» **EXERCISE DESCRIPTION**: Your answer is a copy of every line in the records where "bound" appears.

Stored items

——————————

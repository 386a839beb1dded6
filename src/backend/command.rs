//! External scheduler commands.
//!
//! Submissions run once; a failed submission is an error. Status queries are
//! retried on transient failure (spawn error, non-zero exit, output that does
//! not parse) and only become fatal after the retry bound.

use std::ffi::OsStr;
use std::process::Stdio;
use std::time::Duration;

use log::{debug, warn};
use tokio::process::Command;

use crate::error::{JobControlError, Result};

/// Retry bound and backoff for status queries.
#[derive(Debug, Clone, Copy, PartialEq, Eq)]
pub struct QueryPolicy {
    pub attempts: u32,
    pub backoff: Duration,
}

impl QueryPolicy {
    pub fn new(attempts: u32, backoff: Duration) -> Self {
        Self {
            attempts: attempts.max(1),
            backoff,
        }
    }
}

/// Captured result of one command run.
#[derive(Debug, Clone)]
pub struct CommandOutput {
    pub code: Option<i32>,
    pub stdout: String,
    pub stderr: String,
}

impl CommandOutput {
    pub fn success(&self) -> bool {
        self.code == Some(0)
    }
}

/// Run `program args...` and capture its output.
pub async fn run<S: AsRef<OsStr>>(program: &str, args: &[S]) -> std::io::Result<CommandOutput> {
    let output = Command::new(program)
        .args(args)
        .stdin(Stdio::null())
        .stdout(Stdio::piped())
        .stderr(Stdio::piped())
        .output()
        .await?;

    Ok(CommandOutput {
        code: output.status.code(),
        stdout: String::from_utf8_lossy(&output.stdout).into_owned(),
        stderr: String::from_utf8_lossy(&output.stderr).into_owned(),
    })
}

/// Run a submission command once, returning its stdout.
pub async fn submit<S: AsRef<OsStr>>(backend: &str, program: &str, args: &[S]) -> Result<String> {
    let output = run(program, args)
        .await
        .map_err(|e| JobControlError::scheduler(backend, format!("cannot run {}: {}", program, e)))?;
    if !output.success() {
        return Err(JobControlError::scheduler(
            backend,
            format!("{} exited with {:?}: {}", program, output.code, output.stderr.trim()),
        ));
    }
    Ok(output.stdout)
}

/// Run a status query until `parse` accepts its output.
pub async fn query_with_retry<S, T, F>(
    backend: &str,
    program: &str,
    args: &[S],
    policy: QueryPolicy,
    parse: F,
) -> Result<T>
where
    S: AsRef<OsStr>,
    F: Fn(&str) -> Option<T>,
{
    let mut last_problem = String::new();

    for attempt in 1..=policy.attempts {
        match run(program, args).await {
            Ok(output) if output.success() => match parse(&output.stdout) {
                Some(value) => return Ok(value),
                None => last_problem = format!("unrecognized output: {}", output.stdout.trim()),
            },
            Ok(output) => {
                last_problem = format!("exited with {:?}: {}", output.code, output.stderr.trim());
            }
            Err(e) => last_problem = format!("cannot run: {}", e),
        }

        if attempt < policy.attempts {
            warn!(
                "{} query attempt {}/{} failed ({}), retrying in {:?}",
                program, attempt, policy.attempts, last_problem, policy.backoff
            );
            tokio::time::sleep(policy.backoff).await;
        }
    }

    debug!("{} query gave up: {}", program, last_problem);
    Err(JobControlError::scheduler(
        backend,
        format!("{} failed after {} attempts: {}", program, policy.attempts, last_problem),
    ))
}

——————————

» **RESULT FOR THIS TASK**:
//! not parse) and only become fatal after the retry bound.
/// Retry bound and backoff for status queries.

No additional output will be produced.